Your assignment
Repeat only the stretch of lines below that runs from the line with "let envelope_db = if" through the line with "fn display_name(&self) ->", unaltered.
--- Information provided ---
//! Dynamics processor (compressor / limiter)
//!
//! Feed-forward design with a stereo-linked peak envelope follower,
//! exponential attack/release smoothing and a soft-knee gain computer.
//! A limiter is the same processor with a very high ratio, zero knee and
//! instant attack.

use serde::{Deserialize, Serialize};

use super::Effect;
use crate::engine::{db_to_linear, PcmBuffer};
use crate::error::{Result, TonearmError};

/// Ratio used for limiting; high enough to act as a hard ceiling
pub const LIMITER_RATIO: f64 = 1000.0;

/// Envelope floor in dB so silence does not produce -inf
const ENVELOPE_FLOOR_DB: f64 = -120.0;

/// Dynamics parameters
#[derive(Debug, Clone, Copy, PartialEq, Serialize, Deserialize)]
pub struct DynamicsParams {
    /// Threshold level in dB (-96 to 0 dB)
    pub threshold_db: f64,
    /// Compression ratio (>= 1.0, representing 1:1 upward)
    pub ratio: f64,
    /// Attack time in seconds (0 = instant, up to 1 s)
    pub attack_seconds: f64,
    /// Release time in seconds (0 = instant, up to 5 s)
    pub release_seconds: f64,
    /// Knee width in dB, centered on the threshold (0 = hard knee, up to 24 dB)
    #[serde(default)]
    pub knee_db: f64,
    /// Makeup gain in dB (0 to 24 dB)
    #[serde(default)]
    pub makeup_gain_db: f64,
}

impl Default for DynamicsParams {
    fn default() -> Self {
        Self {
            threshold_db: -18.0,
            ratio: 4.0,
            attack_seconds: 0.010,
            release_seconds: 0.100,
            knee_db: 6.0,
            makeup_gain_db: 0.0,
        }
    }
}

impl DynamicsParams {
    /// Limiter settings: instant attack, hard knee, `LIMITER_RATIO`
    pub fn limiter(threshold_db: f64, release_seconds: f64) -> Self {
        Self {
            threshold_db,
            ratio: LIMITER_RATIO,
            attack_seconds: 0.0,
            release_seconds,
            knee_db: 0.0,
            makeup_gain_db: 0.0,
        }
    }

    /// Validate parameters
    pub fn validate(&self) -> Result<()> {
        if !(-96.0..=0.0).contains(&self.threshold_db) {
            return Err(TonearmError::unsupported(
                "threshold_db",
                self.threshold_db,
                "-96 to 0 dB",
            ));
        }
        if !self.ratio.is_finite() || self.ratio < 1.0 {
            return Err(TonearmError::unsupported("ratio", self.ratio, ">= 1.0"));
        }
        if !(0.0..=1.0).contains(&self.attack_seconds) {
            return Err(TonearmError::unsupported(
                "attack_seconds",
                self.attack_seconds,
                "0 to 1 s",
            ));
        }
        if !(0.0..=5.0).contains(&self.release_seconds) {
            return Err(TonearmError::unsupported(
                "release_seconds",
                self.release_seconds,
                "0 to 5 s",
            ));
        }
        if !(0.0..=24.0).contains(&self.knee_db) {
            return Err(TonearmError::unsupported(
                "knee_db",
                self.knee_db,
                "0 to 24 dB",
            ));
        }
        if !(0.0..=24.0).contains(&self.makeup_gain_db) {
            return Err(TonearmError::unsupported(
                "makeup_gain_db",
                self.makeup_gain_db,
                "0 to 24 dB",
            ));
        }
        Ok(())
    }

    /// Static gain computer: gain change in dB (<= 0) for an input level
    pub fn gain_reduction_db(&self, input_db: f64) -> f64 {
        let threshold = self.threshold_db;
        let slope = 1.0 / self.ratio - 1.0;
        let overshoot = input_db - threshold;

        if self.knee_db > 0.0 && 2.0 * overshoot.abs() <= self.knee_db {
            // Quadratic blend across the knee
            let x = overshoot + self.knee_db / 2.0;
            slope * x * x / (2.0 * self.knee_db)
        } else if overshoot > 0.0 {
            slope * overshoot
        } else {
            0.0
        }
    }
}

/// One-pole smoothing coefficient for a time constant
#[inline]
fn time_to_coeff(seconds: f64, sample_rate: u32) -> f64 {
    let samples = seconds * sample_rate as f64;
    if samples > 0.0 {
        (-1.0 / samples).exp()
    } else {
        0.0
    }
}

/// Compressor/limiter stage
#[derive(Debug, Clone)]
pub struct DynamicsProcessor {
    params: DynamicsParams,
    attack_coeff: f64,
    release_coeff: f64,
    makeup_linear: f64,
    /// Linked peak envelope (linear)
    envelope: f64,
    /// Last applied gain change in dB, for metering
    last_gain_db: f64,
    is_limiter: bool,
}

impl DynamicsProcessor {
    /// Create a processor for a sample rate
    pub fn new(params: DynamicsParams, sample_rate: u32) -> Result<Self> {
        params.validate()?;
        Ok(Self {
            attack_coeff: time_to_coeff(params.attack_seconds, sample_rate),
            release_coeff: time_to_coeff(params.release_seconds, sample_rate),
            makeup_linear: db_to_linear(params.makeup_gain_db),
            params,
            envelope: 0.0,
            last_gain_db: 0.0,
            is_limiter: false,
        })
    }

    /// Create a limiter with the given ceiling
    pub fn limiter(threshold_db: f64, release_seconds: f64, sample_rate: u32) -> Result<Self> {
        let mut processor = Self::new(
            DynamicsParams::limiter(threshold_db, release_seconds),
            sample_rate,
        )?;
        processor.is_limiter = true;
        Ok(processor)
    }

    /// Gain change applied to the most recent frame, in dB
    pub fn gain_reduction_db(&self) -> f64 {
        self.last_gain_db
    }

    /// Advance the envelope by one detector sample and return the linear gain
    #[inline]
    fn next_gain(&mut self, level: f64) -> f64 {
        let coeff = if level > self.envelope {
            self.attack_coeff
        } else {
            self.release_coeff
        };
        self.envelope = coeff * self.envelope + (1.0 - coeff) * level;

        let envelope_db = if self.envelope > 0.0 {
            (20.0 * self.envelope.log10()).max(ENVELOPE_FLOOR_DB)
        } else {
            ENVELOPE_FLOOR_DB
        };
        self.last_gain_db = self.params.gain_reduction_db(envelope_db);
        db_to_linear(self.last_gain_db) * self.makeup_linear
    }
}

impl Effect for DynamicsProcessor {
    fn process(&mut self, buffer: &mut PcmBuffer) {
        let frames = buffer.frames() as usize;
        let channels = buffer.channels() as usize;

        for frame in 0..frames {
            let mut level = 0.0_f64;
            for ch in 0..channels {
                level = level.max(buffer.channel(ch)[frame].abs() as f64);
            }

            let gain = self.next_gain(level);
            for ch in 0..channels {
                let sample = &mut buffer.channel_mut(ch)[frame];
                *sample = (*sample as f64 * gain) as f32;
            }
        }
    }

    fn reset(&mut self) {
        self.envelope = 0.0;
        self.last_gain_db = 0.0;
    }

    fn effect_type(&self) -> &'static str {
        if self.is_limiter {
            "limiter"
        } else {
            "compressor"
        }
    }

    fn display_name(&self) -> &'static str {
        if self.is_limiter {
            "Limiter"
        } else {
            "Compressor"
        }
    }
}

#[cfg(test)]
mod tests {
    use super::*;
    use crate::engine::signals;
    use approx::assert_relative_eq;
    use test_case::test_case;

    fn hard_knee(threshold_db: f64, ratio: f64) -> DynamicsParams {
        DynamicsParams {
            threshold_db,
            ratio,
            knee_db: 0.0,
            ..DynamicsParams::default()
        }
    }

    #[test]
    fn test_gain_computer_hard_knee() {
        let params = hard_knee(-20.0, 4.0);
        assert_eq!(params.gain_reduction_db(-30.0), 0.0);
        assert_eq!(params.gain_reduction_db(-20.0), 0.0);
        // 8 dB over at 4:1 leaves 2 dB over, so 6 dB of reduction
        assert_relative_eq!(params.gain_reduction_db(-12.0), -6.0, epsilon = 1e-12);
    }

    #[test]
    fn test_gain_computer_soft_knee() {
        let params = DynamicsParams {
            knee_db: 10.0,
            ..hard_knee(-20.0, 4.0)
        };
        // Below the knee
        assert_eq!(params.gain_reduction_db(-26.0), 0.0);
        // Knee edges meet the straight segments
        assert_relative_eq!(params.gain_reduction_db(-25.0), 0.0, epsilon = 1e-12);
        assert_relative_eq!(
            params.gain_reduction_db(-15.0),
            hard_knee(-20.0, 4.0).gain_reduction_db(-15.0),
            epsilon = 1e-12
        );
        // At the threshold the knee already compresses a little
        let at_threshold = params.gain_reduction_db(-20.0);
        assert!(at_threshold < 0.0 && at_threshold > -2.0);
    }

    #[test_case(DynamicsParams { ratio: 0.5, ..DynamicsParams::default() } ; "ratio below one")]
    #[test_case(DynamicsParams { threshold_db: 3.0, ..DynamicsParams::default() } ; "positive threshold")]
    #[test_case(DynamicsParams { attack_seconds: -0.1, ..DynamicsParams::default() } ; "negative attack")]
    #[test_case(DynamicsParams { knee_db: -1.0, ..DynamicsParams::default() } ; "negative knee")]
    #[test_case(DynamicsParams { ratio: f64::NAN, ..DynamicsParams::default() } ; "nan ratio")]
    fn test_rejects_invalid_params(params: DynamicsParams) {
        let err = DynamicsProcessor::new(params, 48_000).unwrap_err();
        assert_eq!(err.error_code(), "UNSUPPORTED_CONFIG");
    }

    #[test]
    fn test_below_threshold_is_transparent() {
        let mut buffer = signals::sine(1000.0, -30.0, 0.5, 2, 48_000).unwrap();
        let original = buffer.clone();
        let mut comp = DynamicsProcessor::new(hard_knee(-20.0, 4.0), 48_000).unwrap();
        comp.process(&mut buffer);
        assert_eq!(buffer, original);
    }

    #[test]
    fn test_compresses_above_threshold() {
        let mut buffer = signals::sine(1000.0, -6.0, 1.0, 2, 48_000).unwrap();
        let mut comp = DynamicsProcessor::new(hard_knee(-20.0, 4.0), 48_000).unwrap();
        comp.process(&mut buffer);

        // Skip the attack phase
        let settled = buffer.channel(0)[24_000..]
            .iter()
            .fold(0.0_f32, |peak, s| peak.max(s.abs()));
        assert!(20.0 * settled.log10() < -10.0, "settled peak {}", settled);
        assert!(comp.gain_reduction_db() < -6.0);
    }

    #[test]
    fn test_limiter_holds_ceiling() {
        let mut buffer = signals::sine(440.0, 0.0, 1.0, 2, 44_100).unwrap();
        let mut limiter = DynamicsProcessor::limiter(-3.0, 0.05, 44_100).unwrap();
        limiter.process(&mut buffer);

        assert_eq!(limiter.effect_type(), "limiter");
        assert!(buffer.peak_db() <= -3.0 + 0.01, "peak {}", buffer.peak_db());
    }

    #[test]
    fn test_reset_restores_state() {
        let input = signals::sine(1000.0, -3.0, 0.25, 1, 48_000).unwrap();
        let mut comp = DynamicsProcessor::new(DynamicsParams::default(), 48_000).unwrap();

        let mut first = input.clone();
        comp.process(&mut first);
        comp.reset();
        let mut second = input.clone();
        comp.process(&mut second);

        assert_eq!(first, second);
    }
}
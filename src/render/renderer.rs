//! Effects chain renderer
//!
//! Builds every enabled stage from the configuration first, so parameter
//! errors surface before any audio is touched, then runs the stages in
//! canonical order over the whole buffer.

use serde::{Deserialize, Serialize};
use std::time::Instant;
use tracing::{debug, info};

use super::config::{EffectChainConfig, StageConfig, StageKind, StagePosition};
use crate::dsp::{DynamicsProcessor, Effect, Gain, ParametricEq, TuningCorrection};
use crate::engine::{encode, PcmBuffer, WavContainer};
use crate::error::{Result, TonearmError};

/// Progress after stages were built
pub const PROGRESS_SETUP: u8 = 10;
/// Progress before encoding starts
pub const PROGRESS_ENCODING: u8 = 90;
/// Progress when the pass has finished
pub const PROGRESS_COMPLETE: u8 = 100;

/// Progress reported once a stage group has run
pub fn stage_percent(position: StagePosition) -> u8 {
    match position {
        StagePosition::Eq => 20,
        StagePosition::Compressor => 30,
        StagePosition::LoudnessGain => 50,
        StagePosition::Limiter => 70,
        StagePosition::TuningCorrection => 80,
    }
}

/// One progress milestone
#[derive(Debug, Clone, PartialEq, Eq, Serialize, Deserialize)]
pub struct RenderProgress {
    pub stage: String,
    pub percent: u8,
}

impl RenderProgress {
    fn new(stage: &str, percent: u8) -> Self {
        Self {
            stage: stage.to_string(),
            percent,
        }
    }
}

/// A built stage ready to run
struct PlannedStage {
    position: StagePosition,
    name: String,
    effect: Box<dyn Effect>,
}

/// Build one stage for the buffer's format
fn build_stage(stage: &StageConfig, sample_rate: u32, channels: u32) -> Result<Box<dyn Effect>> {
    let effect: Box<dyn Effect> = match &stage.kind {
        StageKind::Eq { bands } => Box::new(ParametricEq::new(bands, sample_rate, channels)?),
        StageKind::Compressor(params) => Box::new(DynamicsProcessor::new(*params, sample_rate)?),
        StageKind::LoudnessGain { gain_db } => Box::new(Gain::new(*gain_db)?),
        StageKind::Limiter {
            threshold_db,
            release_seconds,
        } => Box::new(DynamicsProcessor::limiter(
            *threshold_db,
            *release_seconds,
            sample_rate,
        )?),
        StageKind::TuningCorrection(params) => {
            Box::new(TuningCorrection::new(*params, sample_rate, channels)?)
        }
    };
    Ok(effect)
}

/// Offline renderer
///
/// Stateless: every pass builds fresh stages, so identical input and
/// configuration give bit-identical output.
#[derive(Debug, Clone, Copy, Default)]
pub struct Renderer;

impl Renderer {
    /// Create a renderer
    pub fn new() -> Self {
        Self
    }

    /// Validate a chain against a buffer format without rendering
    pub fn validate(
        &self,
        config: &EffectChainConfig,
        sample_rate: u32,
        channels: u32,
    ) -> Result<()> {
        self.plan(config, sample_rate, channels).map(|_| ())
    }

    fn plan(
        &self,
        config: &EffectChainConfig,
        sample_rate: u32,
        channels: u32,
    ) -> Result<Vec<PlannedStage>> {
        config
            .execution_order()
            .into_iter()
            .map(|stage| {
                Ok(PlannedStage {
                    position: stage.kind.position(),
                    name: stage.name.clone(),
                    effect: build_stage(stage, sample_rate, channels)?,
                })
            })
            .collect()
    }

    /// Render a buffer through the chain
    ///
    /// Returns the processed buffer and the progress milestones.
    pub fn render(
        &self,
        input: PcmBuffer,
        config: &EffectChainConfig,
    ) -> Result<(PcmBuffer, Vec<RenderProgress>)> {
        let mut progress = Vec::new();
        let buffer = finish(self.run(input, config, &mut |p| progress.push(p))?)?;
        progress.push(RenderProgress::new("complete", PROGRESS_COMPLETE));
        Ok((buffer, progress))
    }

    /// Render and encode to a WAV container
    pub fn render_to_wav(
        &self,
        input: PcmBuffer,
        config: &EffectChainConfig,
    ) -> Result<(WavContainer, Vec<RenderProgress>)> {
        let mut progress = Vec::new();
        let wav = self.render_to_wav_with_progress(input, config, |p| progress.push(p))?;
        Ok((wav, progress))
    }

    /// Render and encode, reporting each milestone as it is reached
    pub fn render_to_wav_with_progress<F>(
        &self,
        input: PcmBuffer,
        config: &EffectChainConfig,
        mut on_progress: F,
    ) -> Result<WavContainer>
    where
        F: FnMut(RenderProgress),
    {
        let buffer = finish(self.run(input, config, &mut on_progress)?)?;

        on_progress(RenderProgress::new("encoding", PROGRESS_ENCODING));
        let wav = encode(&buffer)?;
        on_progress(RenderProgress::new("complete", PROGRESS_COMPLETE));
        Ok(wav)
    }

    fn run(
        &self,
        mut buffer: PcmBuffer,
        config: &EffectChainConfig,
        on_progress: &mut dyn FnMut(RenderProgress),
    ) -> Result<PcmBuffer> {
        let start = Instant::now();
        let mut stages = self.plan(config, buffer.sample_rate(), buffer.channels())?;
        info!(
            chain = %config.name,
            stages = stages.len(),
            channels = buffer.channels(),
            frames = buffer.frames(),
            "Rendering"
        );
        on_progress(RenderProgress::new("setup", PROGRESS_SETUP));

        for position in StagePosition::ALL {
            for stage in stages.iter_mut().filter(|s| s.position == position) {
                debug!(
                    stage = %stage.name,
                    effect = stage.effect.effect_type(),
                    "Running stage"
                );
                stage.effect.process(&mut buffer);
            }
            on_progress(RenderProgress::new(position.as_str(), stage_percent(position)));
        }

        info!(elapsed_ms = start.elapsed().as_millis() as u64, "Render finished");
        Ok(buffer)
    }
}

/// Reject buffers a stage corrupted
fn finish(buffer: PcmBuffer) -> Result<PcmBuffer> {
    if !buffer.is_finite() {
        return Err(TonearmError::InternalInvariant {
            reason: "render produced non-finite samples".to_string(),
        });
    }
    Ok(buffer)
}
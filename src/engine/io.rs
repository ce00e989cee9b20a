//! Audio file I/O for the CLI
//!
//! Decodes WAV files into a `PcmBuffer` and writes encoded containers back
//! to disk. The render and meter cores never touch the filesystem; only the
//! command-line front end calls into this module.

use std::fs;
use std::io::Read;
use std::path::Path;

use hound::{SampleFormat, WavReader};

use crate::engine::buffer::PcmBuffer;
use crate::engine::wav::WavContainer;
use crate::error::{Result, TonearmError};

/// Read a WAV file from disk
///
/// Integer formats (8/16/24/32-bit) are scaled to [-1, 1); 32-bit float is
/// taken as is. The sample rate is preserved, there is no resampling.
///
/// # Errors
/// * `Io` - if the file does not exist or cannot be opened
/// * `Wav` - if the file is not a decodable WAV
/// * `InvalidInput` - if the file decodes to an empty buffer
pub fn read_wav(path: &Path) -> Result<PcmBuffer> {
    let file = fs::File::open(path)?;
    read_wav_from(std::io::BufReader::new(file))
}

/// Decode WAV data from any reader
pub fn read_wav_from<R: Read>(reader: R) -> Result<PcmBuffer> {
    let reader = WavReader::new(reader).map_err(|e| TonearmError::Wav {
        reason: format!("failed to parse WAV header: {}", e),
        source: Some(e),
    })?;

    let spec = reader.spec();
    let interleaved = read_samples_as_f32(reader, spec.bits_per_sample, spec.sample_format)?;

    tracing::debug!(
        channels = spec.channels,
        sample_rate = spec.sample_rate,
        bits = spec.bits_per_sample,
        samples = interleaved.len(),
        "decoded WAV"
    );

    PcmBuffer::from_interleaved(&interleaved, spec.channels as u32, spec.sample_rate)
}

/// Write an encoded container to disk
pub fn write_wav(path: &Path, wav: &WavContainer) -> Result<()> {
    fs::write(path, wav.as_bytes())?;
    Ok(())
}

// ============================================================================
// Internal helper functions
// ============================================================================

fn sample_error(bits: u16) -> impl Fn(hound::Error) -> TonearmError {
    move |e| TonearmError::Wav {
        reason: format!("failed to read {}-bit samples: {}", bits, e),
        source: Some(e),
    }
}

/// Read samples from WAV reader and convert to f32
fn read_samples_as_f32<R: Read>(
    mut reader: WavReader<R>,
    bits_per_sample: u16,
    sample_format: SampleFormat,
) -> Result<Vec<f32>> {
    match sample_format {
        SampleFormat::Float => reader
            .samples::<f32>()
            .collect::<std::result::Result<Vec<f32>, _>>()
            .map_err(sample_error(bits_per_sample)),
        SampleFormat::Int => {
            let scale = match bits_per_sample {
                8 => 128.0,
                16 => 32_768.0,
                24 => 8_388_608.0,
                32 => 2_147_483_648.0,
                _ => {
                    return Err(TonearmError::Wav {
                        reason: format!("unsupported {}-bit integer audio", bits_per_sample),
                        source: None,
                    })
                }
            };
            // hound widens every integer width to i32
            reader
                .samples::<i32>()
                .map(|s| s.map(|v| (v as f64 / scale) as f32))
                .collect::<std::result::Result<Vec<f32>, _>>()
                .map_err(sample_error(bits_per_sample))
        }
    }
}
---
Written solution
        let envelope_db = if self.envelope > 0.0 {
            (20.0 * self.envelope.log10()).max(ENVELOPE_FLOOR_DB)
        } else {
            ENVELOPE_FLOOR_DB
        };
        self.last_gain_db = self.params.gain_reduction_db(envelope_db);
        db_to_linear(self.last_gain_db) * self.makeup_linear
    }
}

impl Effect for DynamicsProcessor {
    fn process(&mut self, buffer: &mut PcmBuffer) {
        let frames = buffer.frames() as usize;
        let channels = buffer.channels() as usize;

        for frame in 0..frames {
            let mut level = 0.0_f64;
            for ch in 0..channels {
                level = level.max(buffer.channel(ch)[frame].abs() as f64);
            }

            let gain = self.next_gain(level);
            for ch in 0..channels {
                let sample = &mut buffer.channel_mut(ch)[frame];
                *sample = (*sample as f64 * gain) as f32;
            }
        }
    }

    fn reset(&mut self) {
        self.envelope = 0.0;
        self.last_gain_db = 0.0;
    }

    fn effect_type(&self) -> &'static str {
        if self.is_limiter {
            "limiter"
        } else {
            "compressor"
        }
    }

    fn display_name(&self) -> &'static str {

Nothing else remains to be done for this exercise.